Your objective: Your task is to copy the lines of the data below from the line holding "fn civil_from_days(days: i64)" through the line holding "let mp = (5 * doy + 2) / 153;", inclusive, exactly and with nothing added.

Data extracted from a collection:
== == ==

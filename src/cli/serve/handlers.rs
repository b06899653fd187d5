//! Request routing for the on-demand server.
//!
//! | Route        | Reply                                      |
//! |--------------|--------------------------------------------|
//! | `/og`        | PNG from payload query pairs               |
//! | `/og/route`  | PNG for `?path=` via the resolver          |
//! | `/og/trip`   | PNG for `?share=` or `?trip=[&version=]`   |
//! | `/meta`      | `CanonicalMetadata` JSON for `?path=`      |
//! | other        | file under the assets root, else 404       |

use std::path::PathBuf;

use anyhow::{Context, Result};

use crate::{
    config::SiteConfig,
    content::ContentCatalog,
    debug,
    meta::Resolver,
    render::{Compositor, RenderPayload, render_png},
    server::resolve_path,
    trip::{DirectionsClient, MapContext, PreferenceStore, TripStore, summarize},
};

pub const CACHE_IMMUTABLE: &str = "public, max-age=31536000, immutable";
pub const CACHE_UPDATED: &str = "public, max-age=3600";
pub const CACHE_DEFAULT: &str = "public, max-age=300";

/// What a request resolves to, before any HTTP I/O.
#[derive(Debug)]
pub enum Reply {
    Png {
        body: Vec<u8>,
        cache_control: &'static str,
    },
    Json(String),
    File(PathBuf),
    NotFound,
}

/// Everything a request handler needs, shared across worker threads.
pub struct ServeContext {
    pub config: SiteConfig,
    pub catalog: ContentCatalog,
    pub compositor: Box<dyn Compositor>,
    pub trips: Box<dyn TripStore>,
    pub prefs: Box<dyn PreferenceStore>,
    pub directions: Option<Box<dyn DirectionsClient>>,
    pub api_key: Option<String>,
}

impl ServeContext {
    pub fn reply(&self, url: &str) -> Result<Reply> {
        let (path, query) = url.split_once('?').unwrap_or((url, ""));
        let pairs: Vec<(String, String)> = url::form_urlencoded::parse(query.as_bytes())
            .into_owned()
            .collect();

        match path.trim_end_matches('/') {
            "/og" => self.png(&RenderPayload::from_query(&pairs), &pairs),
            "/og/route" => {
                let meta = self.resolver().resolve(param(&pairs, "path").unwrap_or("/"), &pairs);
                self.png(&RenderPayload::from_metadata(&meta), &pairs)
            }
            "/og/trip" => self.png(&self.trip_payload(&pairs), &pairs),
            "/meta" => {
                let meta = self.resolver().resolve(param(&pairs, "path").unwrap_or("/"), &pairs);
                Ok(Reply::Json(serde_json::to_string_pretty(&meta)?))
            }
            _ => Ok(resolve_path(url, &self.config.build.assets_root)
                .map_or(Reply::NotFound, Reply::File)),
        }
    }

    fn resolver(&self) -> Resolver<'_> {
        Resolver::new(&self.config, &self.catalog)
    }

    fn png(&self, payload: &RenderPayload, pairs: &[(String, String)]) -> Result<Reply> {
        let body = render_png(self.compositor.as_ref(), payload)
            .with_context(|| format!("failed to render card for `{}`", payload.path))?;
        Ok(Reply::Png {
            body,
            cache_control: cache_control(pairs),
        })
    }

    /// Trip card payload. Lookup failures give the generic shared-trip card.
    pub fn trip_payload(&self, pairs: &[(String, String)]) -> RenderPayload {
        let site = &self.config.site;
        let locale = param(pairs, "locale").unwrap_or(&site.default_locale);
        let labels = self.catalog.labels(locale, &site.default_locale);

        let share = param(pairs, "share");
        let trip_id = param(pairs, "trip");
        let (path, snapshot) = match (share, trip_id) {
            (Some(token), _) => (format!("/share/{token}"), self.trips.by_share_token(token)),
            (None, Some(id)) => (
                format!("/trip/{id}"),
                self.trips.by_trip_id(id, param(pairs, "version")),
            ),
            (None, None) => ("/".to_string(), Err(crate::trip::LookupError::NotFound)),
        };

        match snapshot {
            Ok(itinerary) => {
                let prefs = self.prefs.preferences(trip_id.or(share).unwrap_or_default());
                let ctx = MapContext {
                    maps: &self.config.maps,
                    api_key: self.api_key.as_deref(),
                    directions: self.directions.as_deref(),
                };
                let summary = summarize(&itinerary, &prefs, &ctx);
                RenderPayload::from_trip(&summary, &path, &labels.shared_trip, &labels.shared_trip)
            }
            Err(err) => {
                debug!("serve"; "trip lookup failed for {}: {}", path, err);
                RenderPayload {
                    title: labels.shared_trip.clone(),
                    description: site.default_description.clone(),
                    path,
                    pill: site.name.clone(),
                    ..RenderPayload::default()
                }
            }
        }
    }
}

fn param<'a>(pairs: &'a [(String, String)], key: &str) -> Option<&'a str> {
    pairs
        .iter()
        .find(|(k, v)| k == key && !v.is_empty())
        .map(|(_, v)| v.as_str())
}

/// `version` → immutable, `updated` → one hour, otherwise five minutes.
pub fn cache_control(pairs: &[(String, String)]) -> &'static str {
    if param(pairs, "version").is_some() {
        CACHE_IMMUTABLE
    } else if param(pairs, "updated").is_some() {
        CACHE_UPDATED
    } else {
        CACHE_DEFAULT
    }
}

#[cfg(test)]
mod tests {
    use super::*;
    use crate::{
        config::test_parse_config,
        content::test_catalog,
        render::RenderError,
        trip::{Itinerary, JsonPreferenceStore, LookupError, NoTripStore, Stop, TimelineItem},
    };
    use image::{Rgba, RgbaImage};
    use parking_lot::Mutex;
    use std::{fs, sync::Arc};
    use tempfile::TempDir;

    /// Records the last payload it was asked to render.
    #[derive(Default)]
    struct Recording(Arc<Mutex<Option<RenderPayload>>>);

    impl Compositor for Recording {
        fn render(&self, payload: &RenderPayload) -> Result<RgbaImage, RenderError> {
            *self.0.lock() = Some(payload.clone());
            if payload.title == "boom" {
                return Err(RenderError::Pixmap(0, 0));
            }
            Ok(RgbaImage::from_pixel(1, 1, Rgba([255, 255, 255, 255])))
        }
    }

    struct OneTrip;

    impl TripStore for OneTrip {
        fn by_share_token(&self, token: &str) -> Result<Itinerary, LookupError> {
            if token != "abc" {
                return Err(LookupError::NotFound);
            }
            Ok(Itinerary {
                title: "Kansai loop".into(),
                start_date: Some("2025-04-28".into()),
                items: vec![TimelineItem::Stop(Stop {
                    name: "Kyoto".into(),
                    lat: Some(35.01),
                    lng: Some(135.77),
                    start_offset: Some(0.0),
                    duration: Some(2.0),
                    color: None,
                })],
            })
        }

        fn by_trip_id(&self, _: &str, _: Option<&str>) -> Result<Itinerary, LookupError> {
            Err(LookupError::Status(500))
        }
    }

    fn context(trips: Box<dyn TripStore>) -> (ServeContext, Arc<Mutex<Option<RenderPayload>>>) {
        let recording = Recording::default();
        let seen = Arc::clone(&recording.0);
        let config = test_parse_config(
            "[site]\nname = \"Wayfarer\"\nurl = \"https://wayfarer.example\"\nlocales = [\"en\", \"de\"]",
        );
        let ctx = ServeContext {
            config,
            catalog: test_catalog(),
            compositor: Box::new(recording),
            trips,
            prefs: Box::new(JsonPreferenceStore::default()),
            directions: None,
            api_key: None,
        };
        (ctx, seen)
    }

    fn pairs(query: &str) -> Vec<(String, String)> {
        url::form_urlencoded::parse(query.as_bytes()).into_owned().collect()
    }

    #[test]
    fn test_cache_control() {
        assert_eq!(cache_control(&pairs("version=3&updated=1")), CACHE_IMMUTABLE);
        assert_eq!(cache_control(&pairs("updated=1700000000")), CACHE_UPDATED);
        assert_eq!(cache_control(&pairs("title=x&version=")), CACHE_DEFAULT);
    }

    #[test]
    fn test_route_render() {
        let (ctx, seen) = context(Box::new(NoTripStore));
        let reply = ctx.reply("/og/route?path=%2Fde%2Ffeatures&version=2").unwrap();
        match reply {
            Reply::Png { body, cache_control } => {
                assert_eq!(&body[1..4], b"PNG");
                assert_eq!(cache_control, CACHE_IMMUTABLE);
            }
            other => panic!("unexpected {other:?}"),
        }
        let payload = seen.lock().clone().unwrap();
        assert_eq!(payload.title, "Funktionen");
        assert_eq!(payload.path, "/de/features");
    }

    #[test]
    fn test_payload_render() {
        let (ctx, seen) = context(Box::new(NoTripStore));
        let query = RenderPayload {
            title: "Hello & welcome".into(),
            path: "/x".into(),
            ..Default::default()
        }
        .to_query();
        let url = format!("/og?{}", url::form_urlencoded::Serializer::new(String::new()).extend_pairs(&query).finish());
        assert!(matches!(ctx.reply(&url).unwrap(), Reply::Png { cache_control: CACHE_DEFAULT, .. }));
        assert_eq!(seen.lock().as_ref().unwrap().title, "Hello & welcome");
    }

    #[test]
    fn test_render_failure_is_error() {
        let (ctx, _) = context(Box::new(NoTripStore));
        let err = ctx.reply("/og?title=boom&path=/boom").unwrap_err();
        assert!(format!("{err:#}").contains("/boom"));
    }

    #[test]
    fn test_meta_json() {
        let (ctx, _) = context(Box::new(NoTripStore));
        let Reply::Json(json) = ctx.reply("/meta?path=/de/features").unwrap() else {
            panic!("expected json");
        };
        let value: serde_json::Value = serde_json::from_str(&json).unwrap();
        assert_eq!(value["routeKey"], "de-features");
        assert_eq!(value["htmlLang"], "de");
    }

    #[test]
    fn test_trip_payloads() {
        let (ctx, _) = context(Box::new(OneTrip));

        let payload = ctx.trip_payload(&pairs("share=abc"));
        assert_eq!(payload.title, "Kansai loop");
        assert_eq!(payload.path, "/share/abc");
        assert!(payload.description.starts_with("2 days"));
        assert!(payload.map.is_none());

        let fallback = ctx.trip_payload(&pairs("trip=42&version=7&locale=de"));
        assert_eq!(fallback.title, "Geteilte Reise");
        assert_eq!(fallback.path, "/trip/42");

        let missing = ctx.trip_payload(&pairs(""));
        assert_eq!(missing.title, "Shared Trip");
    }

    #[test]
    fn test_static_fallback_and_not_found() {
        let dir = TempDir::new().unwrap();
        fs::create_dir_all(dir.path().join("fonts")).unwrap();
        fs::write(dir.path().join("fonts/Inter.ttf"), b"font").unwrap();

        let (mut ctx, _) = context(Box::new(NoTripStore));
        ctx.config.build.assets_root = dir.path().to_path_buf();
        assert!(matches!(ctx.reply("/fonts/Inter.ttf").unwrap(), Reply::File(_)));
        assert!(matches!(ctx.reply("/nope").unwrap(), Reply::NotFound));
    }
}
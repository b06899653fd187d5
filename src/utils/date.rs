//! UTC date utilities without timezone dependencies.
//!
//! Covers what the pipeline needs: parsing trip start dates, stepping a date
//! forward by whole days for month labels, and stamping manifests with the
//! current time in RFC 3339.

use anyhow::{Result, bail};

const MONTHS: [&str; 12] = [
    "Jan", "Feb", "Mar", "Apr", "May", "Jun", "Jul", "Aug", "Sep", "Oct", "Nov", "Dec",
];

/// UTC datetime without timezone complexity
#[derive(Debug, Clone, Copy, PartialEq, Eq, PartialOrd, Ord)]
pub struct DateTimeUtc {
    pub year: u16,
    pub month: u8,
    pub day: u8,
    pub hour: u8,
    pub minute: u8,
    pub second: u8,
}

impl DateTimeUtc {
    pub const fn new(year: u16, month: u8, day: u8, hour: u8, minute: u8, second: u8) -> Self {
        Self {
            year,
            month,
            day,
            hour,
            minute,
            second,
        }
    }

    #[cfg(test)]
    pub const fn from_ymd(year: u16, month: u8, day: u8) -> Self {
        Self::new(year, month, day, 0, 0, 0)
    }

    /// Current wall-clock time.
    #[allow(clippy::cast_possible_truncation, clippy::cast_possible_wrap)]
    pub fn now() -> Self {
        let secs = std::time::SystemTime::now()
            .duration_since(std::time::UNIX_EPOCH)
            .map(|d| d.as_secs())
            .unwrap_or(0) as i64;
        let (y, m, d) = civil_from_days(secs.div_euclid(86_400));
        let rem = secs.rem_euclid(86_400);
        Self::new(
            y as u16,
            m,
            d,
            (rem / 3600) as u8,
            ((rem / 60) % 60) as u8,
            (rem % 60) as u8,
        )
    }

    /// Parse from "YYYY-MM-DD" or "YYYY-MM-DDTHH:MM:SS[.fff]Z" format.
    ///
    /// Only the date part is required; any time part that is present must be
    /// well formed.
    pub fn parse(s: &str) -> Option<Self> {
        let bytes = s.trim().as_bytes();
        if bytes.len() < 10 {
            return None;
        }

        let year = parse_u16(&bytes[0..4])?;
        if bytes[4] != b'-' || bytes[7] != b'-' {
            return None;
        }
        let month = parse_u8(&bytes[5..7])?;
        let day = parse_u8(&bytes[8..10])?;

        let (hour, minute, second) = if bytes.len() == 10 {
            (0, 0, 0)
        } else if bytes.len() >= 19 && bytes[10] == b'T' {
            if bytes[13] != b':' || bytes[16] != b':' {
                return None;
            }
            (
                parse_u8(&bytes[11..13])?,
                parse_u8(&bytes[14..16])?,
                parse_u8(&bytes[17..19])?,
            )
        } else {
            return None;
        };

        let dt = Self::new(year, month, day, hour, minute, second);
        dt.validate().ok()?;
        Some(dt)
    }

    pub fn validate(&self) -> Result<()> {
        let Self {
            year,
            month,
            day,
            hour,
            minute,
            second,
        } = *self;

        if !(1..=12).contains(&month) {
            bail!("month is invalid: {month}");
        }
        let max_days = Self::days_in_month(year, month);
        if day == 0 || day > max_days {
            bail!("day is invalid: {day}");
        }
        if hour > 23 || minute > 59 || second > 59 {
            bail!("time is invalid: {hour:02}:{minute:02}:{second:02}");
        }
        Ok(())
    }

    #[inline]
    #[allow(clippy::manual_is_multiple_of)]
    const fn is_leap_year(year: u16) -> bool {
        year % 4 == 0 && (year % 100 != 0 || year % 400 == 0)
    }

    #[inline]
    const fn days_in_month(year: u16, month: u8) -> u8 {
        match month {
            1 | 3 | 5 | 7 | 8 | 10 | 12 => 31,
            4 | 6 | 9 | 11 => 30,
            2 if Self::is_leap_year(year) => 29,
            2 => 28,
            _ => 0,
        }
    }

    /// Date moved forward by `days` whole days (time of day preserved).
    #[allow(clippy::cast_possible_truncation, clippy::cast_sign_loss)]
    pub fn add_days(self, days: i64) -> Self {
        let (y, m, d) = civil_from_days(days_from_civil(self.year.into(), self.month, self.day) + days);
        Self::new(y as u16, m, d, self.hour, self.minute, self.second)
    }

    /// Three-letter English month name.
    pub fn month_abbr(self) -> &'static str {
        MONTHS[usize::from(self.month.clamp(1, 12) - 1)]
    }

    /// Format as RFC 3339: `YYYY-MM-DDTHH:MM:SSZ`.
    pub fn to_rfc3339(self) -> String {
        format!(
            "{:04}-{:02}-{:02}T{:02}:{:02}:{:02}Z",
            self.year, self.month, self.day, self.hour, self.minute, self.second
        )
    }
}

/// Days since 1970-01-01 for a proleptic Gregorian date.
fn days_from_civil(year: i64, month: u8, day: u8) -> i64 {
    let m = i64::from(month);
    let y = if m <= 2 { year - 1 } else { year };
    let era = y.div_euclid(400);
    let yoe = y - era * 400;
    let mp = (m + 9) % 12;
    let doy = (153 * mp + 2) / 5 + i64::from(day) - 1;
    let doe = yoe * 365 + yoe / 4 - yoe / 100 + doy;
    era * 146_097 + doe - 719_468
}

/// Inverse of [`days_from_civil`].
#[allow(clippy::cast_possible_truncation, clippy::cast_sign_loss)]
fn civil_from_days(days: i64) -> (i64, u8, u8) {
    let z = days + 719_468;
    let era = z.div_euclid(146_097);
    let doe = z - era * 146_097;
    let yoe = (doe - doe / 1460 + doe / 36_524 - doe / 146_096) / 365;
    let doy = doe - (365 * yoe + yoe / 4 - yoe / 100);
    let mp = (5 * doy + 2) / 153;
    let day = (doy - (153 * mp + 2) / 5 + 1) as u8;
    let month = (if mp < 10 { mp + 3 } else { mp - 9 }) as u8;
    let year = yoe + era * 400 + i64::from(month <= 2);
    (year, month, day)
}

#[inline]
fn parse_u8(bytes: &[u8]) -> Option<u8> {
    if bytes.len() != 2 {
        return None;
    }
    let d1 = bytes[0].wrapping_sub(b'0');
    let d2 = bytes[1].wrapping_sub(b'0');
    if d1 > 9 || d2 > 9 {
        return None;
    }
    Some(d1 * 10 + d2)
}

#[inline]
fn parse_u16(bytes: &[u8]) -> Option<u16> {
    if bytes.len() != 4 {
        return None;
    }
    let mut result = 0u16;
    for &b in bytes {
        let d = b.wrapping_sub(b'0');
        if d > 9 {
            return None;
        }
        result = result * 10 + u16::from(d);
    }
    Some(result)
}
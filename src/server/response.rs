//! HTTP response helpers.

use std::{fs, path::Path};

use anyhow::{Context, Result};
use tiny_http::{Header, Method, Request, Response, StatusCode};

use crate::utils::{
    escape::escape,
    mime::{self, types},
};

/// Respond with a static file.
pub fn respond_file(request: Request, path: &Path) -> Result<()> {
    let content_type = mime::from_path(path);

    if is_head_request(&request) {
        let response = Response::empty(StatusCode(200))
            .with_header(make_header("Content-Type", content_type));
        request.respond(response)?;
        return Ok(());
    }

    let body = fs::read(path).with_context(|| format!("Failed to read {}", path.display()))?;
    send_body(request, 200, content_type, body, None)
}

/// Respond with a rendered card.
pub fn respond_png(request: Request, png: Vec<u8>, cache_control: &'static str) -> Result<()> {
    send_body(request, 200, types::PNG, png, Some(cache_control))
}

pub fn respond_json(request: Request, body: String) -> Result<()> {
    send_body(request, 200, types::JSON, body.into_bytes(), None)
}

pub fn respond_not_found(request: Request) -> Result<()> {
    send_body(request, 404, types::PLAIN, b"404 Not Found".to_vec(), None)
}

/// Respond with 503 Service Unavailable (server shutting down).
pub fn respond_unavailable(request: Request) -> Result<()> {
    send_body(request, 503, types::PLAIN, b"503 Service Unavailable".to_vec(), None)
}

/// Respond with a pipeline error (500) as an HTML diagnostic.
pub fn respond_pipeline_error(request: Request, error: &anyhow::Error) -> Result<()> {
    let error_str = format!("{error:#}");
    let body = format!(
        "<html><body><h1>Share card error</h1><p>{}</p><pre>{}</pre></body></html>",
        escape(request.url()),
        escape(&error_str)
    );
    send_body(request, 500, types::HTML, body.into_bytes(), Some("no-store"))
}

fn is_head_request(request: &Request) -> bool {
    request.method() == &Method::Head
}

fn send_body(
    request: Request,
    status: u16,
    content_type: &'static str,
    body: Vec<u8>,
    cache_control: Option<&'static str>,
) -> Result<()> {
    let mut response = Response::from_data(body)
        .with_status_code(StatusCode(status))
        .with_header(make_header("Content-Type", content_type));
    if let Some(value) = cache_control {
        response = response.with_header(make_header("Cache-Control", value));
    }
    request.respond(response)?;
    Ok(())
}

fn make_header(key: &'static str, value: &'static str) -> Header {
    // Static ASCII names and values always form a valid header.
    Header::from_bytes(key, value).unwrap()
}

== == ==

Output of the task:
fn civil_from_days(days: i64) -> (i64, u8, u8) {
    let z = days + 719_468;
    let era = z.div_euclid(146_097);
    let doe = z - era * 146_097;
    let yoe = (doe - doe / 1460 + doe / 36_524 - doe / 146_096) / 365;
    let doy = doe - (365 * yoe + yoe / 4 - yoe / 100);
    let mp = (5 * doy + 2) / 153;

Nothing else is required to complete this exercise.